There's a firestorm whipping around the blogosphere over the good ol' weight issue. You can read about it here, here and also here. Those are some angry bees.
I understand why. Let me jump on the bandwagon with my
agitated respectful opinion.
There is a big difference between natural weight gain and gaining a massive amount of weight and becoming asexual.
When you first meet your husband, you are, say, in your 20's. You can eat entire pizzas and store them in your hollow leg, you can sleep on your side and yet not have a crease across your face until 2:00 the next day, you can exercise constantly because you have the time and the motivation and you see immediate results. Gravity is working in your favor - you have all options at your disposal. Your life is yours!
Then, someone comes along wine-ing and dining and you say "Yesss". And then bam! five years later you are wiping butts, considering the girls at The View your true friends, and eating cookies in the pantry and cold nuggets out of the sink.
It is the natural progession. It's not lack of self-worth or of interest in your mate. It's physics.
Along with these major lifestyle changes come some major physical changes. Let me outline them:
1) Once you are happy and in love you just aren't going out that much...and eating in alot.
2) Once you get pregnant, forget about it. Your body has a mind of its own...and its mind is to stretch, stretch, stretch.
3) Your body changes permanently after pregnancy. I did not even have hips before. And back fat? Wha...?
4) Taking care of a child is draining. Sometimes the only thing you do for yourself is eat. So, you're going to make it count.
When we get married we go from women with our own lives to Mothers. To Wives. To Daughters-in-law. To Social Coordinators. Often to Spiritual Heads. The weight of the family is on our shoulders. Everything from whether the house, the car, our children's hair is clean to whether our husband looks presentable to whether our weekends are packed with dinner dates to whether our kids are in soccer/dance/softball to whether our family eats healthy and exercises to how many friends our husband has, girlfriends we have and playmates our kids have depends upon our efforts. The entire social, mental, emotional, and physical framework of the family is reliant on our action.
So, what do we do to reward ourselves? How do we ‘take care”? For most of us that spin class isn’t going to cut it. I don't know about you, but exercise is yet another chore I must get done. It is not a reward. A venti mocha and muffin is a reward. A rum and coke is a reward. Chips and onion dip. Ben and Jerry’s. Those are comforting. Maybe not for you. But, I'm sure you have your comfort foods too.
Sometimes there are just not enough good reasons to prevent me from pulling into that McDonalds…and then going home and preparing a healthy dinner for my family. Does it mean I don’t love myself? I don’t think so. Does it mean I don’t love my husband? Uh, no. It means I want fried potatoes. That’s about it.

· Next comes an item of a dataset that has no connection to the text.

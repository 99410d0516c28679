//! End-to-end tests against mock HTTP servers

mod crawl_tests;
mod fetch_tests;
mod image_tests;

But, there's two sides to this coin my friends.We also have a responsibility to our families to stay healthy. Notice I didn't say "We have a responsibility to our husbands to stay hot". It's not about "false advertising" which just pisses me off. I know I don't look like I did when I got married, but neither does my husband. Neither of us are happy with the way we look now. He's doing something about it. I'm not. But, nowhere in our vows did it say that we had to be ‘consistently attractive’ til death do us part.
I want him to be attracted to me. I want to be attracted to myself! But, the best I can manage right now is to maintain my weight, even though I know I need to go to the gym and eat healthier and cut back on the alcohol. I don’t want to. And I'm not going to just to please my husband. I feel I am good enough now. When I decide to get rockin hot again, then I will. If I never feel motivated to then I guess those days are behind me. Simple as that.
I believe the unspoken deal is that Chris and I stay attracted to each other, not attractive. The reason I stay a reasonable weight is because I am not comfortable being any larger. My sexuality and attractiveness are too important TO ME. It is incidental that they are important to Chris too.
We’re constantly going to be changing in our lifetime together and we need to both feel that our mutual attraction is based on much more than our physical bodies. But, that doesn’t let us off the hook from at least making an effort to stay reasonably physically healthy.
But, let me tell you something. You can put forth the same effort at 33 that you did at 23 and you’re going to get completely different results.
The bottom line is this: If you hate yourself and your choices and are eating your pain, then that will shine through in your entire family's life. If you're overweight, but it truly doesn't bother you and you and your husband have open honest discussions about it and it truly doesn't bother him and you're healthy, then good. for. you.
This is a hot button for one reason: Mommies do not like you coming into their comfort zone (read: faceless blogging where looks are irrelevant and content rules) and start poking at their soft spot...literally. We all fight this demon, some more than others. I think if you're passionate about this subject, even if you passionately disagree with me, it’s because it’s touching a chord.